Stored data entries
* * * * * * *

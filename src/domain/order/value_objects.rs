use serde::{Deserialize, Serialize};
use std::fmt;

use super::errors::FilterError;

// ============================================================================
// Order Value Objects
// ============================================================================

/// Lifecycle status of an order as reported by the Order Service.
///
/// `Hold`, `Refilled`, `Refill` and `Cancelled` only appear in filter option
/// lists; the eligibility rules never single them out.
#[derive(Debug, Clone, Copy, PartialEq, Eq, PartialOrd, Ord, Hash, Serialize, Deserialize)]
#[serde(rename_all = "SCREAMING_SNAKE_CASE")]
pub enum StatusCode {
    Awaiting,
    Pending,
    InProgress,
    Processing,
    Completed,
    Partial,
    Canceled,
    OnRefill,
    Fail,
    Error,
    Hold,
    Refilled,
    Refill,
    Cancelled,
}

impl StatusCode {
    /// Statuses offered by the status filter bar, in display order.
    pub const FILTER_OPTIONS: [StatusCode; 14] = [
        StatusCode::Awaiting,
        StatusCode::Pending,
        StatusCode::InProgress,
        StatusCode::Processing,
        StatusCode::Completed,
        StatusCode::Partial,
        StatusCode::Canceled,
        StatusCode::OnRefill,
        StatusCode::Fail,
        StatusCode::Error,
        StatusCode::Hold,
        StatusCode::Refilled,
        StatusCode::Refill,
        StatusCode::Cancelled,
    ];

    pub fn as_str(&self) -> &'static str {
        match self {
            StatusCode::Awaiting => "AWAITING",
            StatusCode::Pending => "PENDING",
            StatusCode::InProgress => "IN_PROGRESS",
            StatusCode::Processing => "PROCESSING",
            StatusCode::Completed => "COMPLETED",
            StatusCode::Partial => "PARTIAL",
            StatusCode::Canceled => "CANCELED",
            StatusCode::OnRefill => "ON_REFILL",
            StatusCode::Fail => "FAIL",
            StatusCode::Error => "ERROR",
            StatusCode::Hold => "HOLD",
            StatusCode::Refilled => "REFILLED",
            StatusCode::Refill => "REFILL",
            StatusCode::Cancelled => "CANCELLED",
        }
    }

    /// CANCELED, FAIL, ERROR
    pub fn is_terminal_negative(&self) -> bool {
        matches!(self, StatusCode::Canceled | StatusCode::Fail | StatusCode::Error)
    }

    /// PARTIAL, PENDING, PROCESSING, IN_PROGRESS, COMPLETED
    pub fn is_active_lifecycle(&self) -> bool {
        matches!(
            self,
            StatusCode::Partial
                | StatusCode::Pending
                | StatusCode::Processing
                | StatusCode::InProgress
                | StatusCode::Completed
        )
    }

    /// Statuses that block a bulk manual status change.
    pub fn blocks_status_change(&self) -> bool {
        matches!(
            self,
            StatusCode::Awaiting | StatusCode::Canceled | StatusCode::Fail | StatusCode::Error
        )
    }

    /// Statuses that may never be cancelled and refunded.
    pub fn blocks_cancel_and_refund(&self) -> bool {
        self.is_terminal_negative()
    }
}

impl fmt::Display for StatusCode {
    fn fmt(&self, f: &mut fmt::Formatter<'_>) -> fmt::Result {
        f.write_str(self.as_str())
    }
}

/// Target statuses offered by the manual status change dialog.
#[derive(Debug, Clone, Copy, PartialEq, Eq, Serialize, Deserialize)]
#[serde(rename_all = "SCREAMING_SNAKE_CASE")]
pub enum ManualStatus {
    Pending,
    Processing,
    InProgress,
    Completed,
}

impl From<ManualStatus> for StatusCode {
    fn from(status: ManualStatus) -> Self {
        match status {
            ManualStatus::Pending => StatusCode::Pending,
            ManualStatus::Processing => StatusCode::Processing,
            ManualStatus::InProgress => StatusCode::InProgress,
            ManualStatus::Completed => StatusCode::Completed,
        }
    }
}

/// Fulfilment mode of an order; `All` is the filter wildcard.
#[derive(Debug, Clone, Copy, PartialEq, Eq, Default, Serialize, Deserialize)]
#[serde(rename_all = "lowercase")]
pub enum OrderMode {
    #[default]
    All,
    Auto,
    Manual,
}

impl OrderMode {
    pub fn as_str(&self) -> &'static str {
        match self {
            OrderMode::All => "all",
            OrderMode::Auto => "auto",
            OrderMode::Manual => "manual",
        }
    }
}

#[derive(Debug, Clone, Copy, PartialEq, Eq, Default, Serialize, Deserialize)]
#[serde(rename_all = "snake_case")]
pub enum SortColumn {
    #[default]
    CreatedAt,
    UpdatedAt,
    OrderAmount,
    TotalCost,
    Profit,
    Status,
}

impl SortColumn {
    pub fn as_str(&self) -> &'static str {
        match self {
            SortColumn::CreatedAt => "created_at",
            SortColumn::UpdatedAt => "updated_at",
            SortColumn::OrderAmount => "order_amount",
            SortColumn::TotalCost => "total_cost_thb",
            SortColumn::Profit => "profit_thb",
            SortColumn::Status => "status",
        }
    }
}

#[derive(Debug, Clone, Copy, PartialEq, Eq, Default, Serialize, Deserialize)]
#[serde(rename_all = "lowercase")]
pub enum SortDirection {
    Asc,
    #[default]
    Desc,
}

impl SortDirection {
    pub fn as_str(&self) -> &'static str {
        match self {
            SortDirection::Asc => "asc",
            SortDirection::Desc => "desc",
        }
    }
}

#[derive(Debug, Clone, Copy, PartialEq, Eq, Default, Serialize, Deserialize)]
pub struct SortSpec {
    pub column: SortColumn,
    pub direction: SortDirection,
}

impl SortSpec {
    pub fn new(column: SortColumn, direction: SortDirection) -> Self {
        Self { column, direction }
    }
}

/// Rows per page. Only the sizes offered by the pagination control are valid.
#[derive(Debug, Clone, Copy, PartialEq, Eq, Serialize, Deserialize)]
#[serde(try_from = "u32", into = "u32")]
pub struct PageSize(u32);

impl PageSize {
    pub const ALLOWED: [u32; 5] = [10, 20, 30, 50, 100];

    pub fn get(&self) -> u32 {
        self.0
    }
}

impl Default for PageSize {
    fn default() -> Self {
        PageSize(20)
    }
}

impl TryFrom<u32> for PageSize {
    type Error = FilterError;

    fn try_from(value: u32) -> Result<Self, Self::Error> {
        if Self::ALLOWED.contains(&value) {
            Ok(PageSize(value))
        } else {
            Err(FilterError::InvalidPageSize(value))
        }
    }
}

impl From<PageSize> for u32 {
    fn from(size: PageSize) -> Self {
        size.0
    }
}

// ============================================================================
// Unit Tests
// ============================================================================

#[cfg(test)]
mod tests {
    use super::*;

    #[test]
    fn test_status_groups_are_disjoint() {
        for status in StatusCode::FILTER_OPTIONS {
            assert!(
                !(status.is_terminal_negative() && status.is_active_lifecycle()),
                "{status} belongs to both groups"
            );
        }
    }

    #[test]
    fn test_status_groups_membership() {
        let negative: Vec<_> = StatusCode::FILTER_OPTIONS
            .into_iter()
            .filter(StatusCode::is_terminal_negative)
            .collect();
        assert_eq!(negative, vec![StatusCode::Canceled, StatusCode::Fail, StatusCode::Error]);

        let active: Vec<_> = StatusCode::FILTER_OPTIONS
            .into_iter()
            .filter(StatusCode::is_active_lifecycle)
            .collect();
        assert_eq!(
            active,
            vec![
                StatusCode::Pending,
                StatusCode::InProgress,
                StatusCode::Processing,
                StatusCode::Completed,
                StatusCode::Partial,
            ]
        );

        assert!(!StatusCode::Awaiting.is_terminal_negative());
        assert!(!StatusCode::OnRefill.is_active_lifecycle());
    }

    #[test]
    fn test_status_wire_format() {
        let json = serde_json::to_string(&StatusCode::InProgress).unwrap();
        assert_eq!(json, "\"IN_PROGRESS\"");

        let status: StatusCode = serde_json::from_str("\"ON_REFILL\"").unwrap();
        assert_eq!(status, StatusCode::OnRefill);
        assert_eq!(status.to_string(), "ON_REFILL");
    }

    #[test]
    fn test_manual_status_maps_to_status_code() {
        assert_eq!(StatusCode::from(ManualStatus::InProgress), StatusCode::InProgress);
        assert_eq!(StatusCode::from(ManualStatus::Completed), StatusCode::Completed);
    }

    #[test]
    fn test_page_size_validation() {
        assert_eq!(PageSize::try_from(50).unwrap().get(), 50);
        assert!(matches!(PageSize::try_from(25), Err(FilterError::InvalidPageSize(25))));
        assert_eq!(PageSize::default().get(), 20);

        let size: Result<PageSize, _> = serde_json::from_str("7");
        assert!(size.is_err());
    }
}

* * * * * * *

▶ What to produce
Could you set down, exactly as written, the lines above between the one holding "f.write_str(self.as_str())" and the one holding "impl From<ManualStatus> for", inclusive, and nothing more?

▶ Exercise result
        f.write_str(self.as_str())
    }
}

/// Target statuses offered by the manual status change dialog.
#[derive(Debug, Clone, Copy, PartialEq, Eq, Serialize, Deserialize)]
#[serde(rename_all = "SCREAMING_SNAKE_CASE")]
pub enum ManualStatus {
    Pending,
    Processing,
    InProgress,
    Completed,
}

impl From<ManualStatus> for StatusCode {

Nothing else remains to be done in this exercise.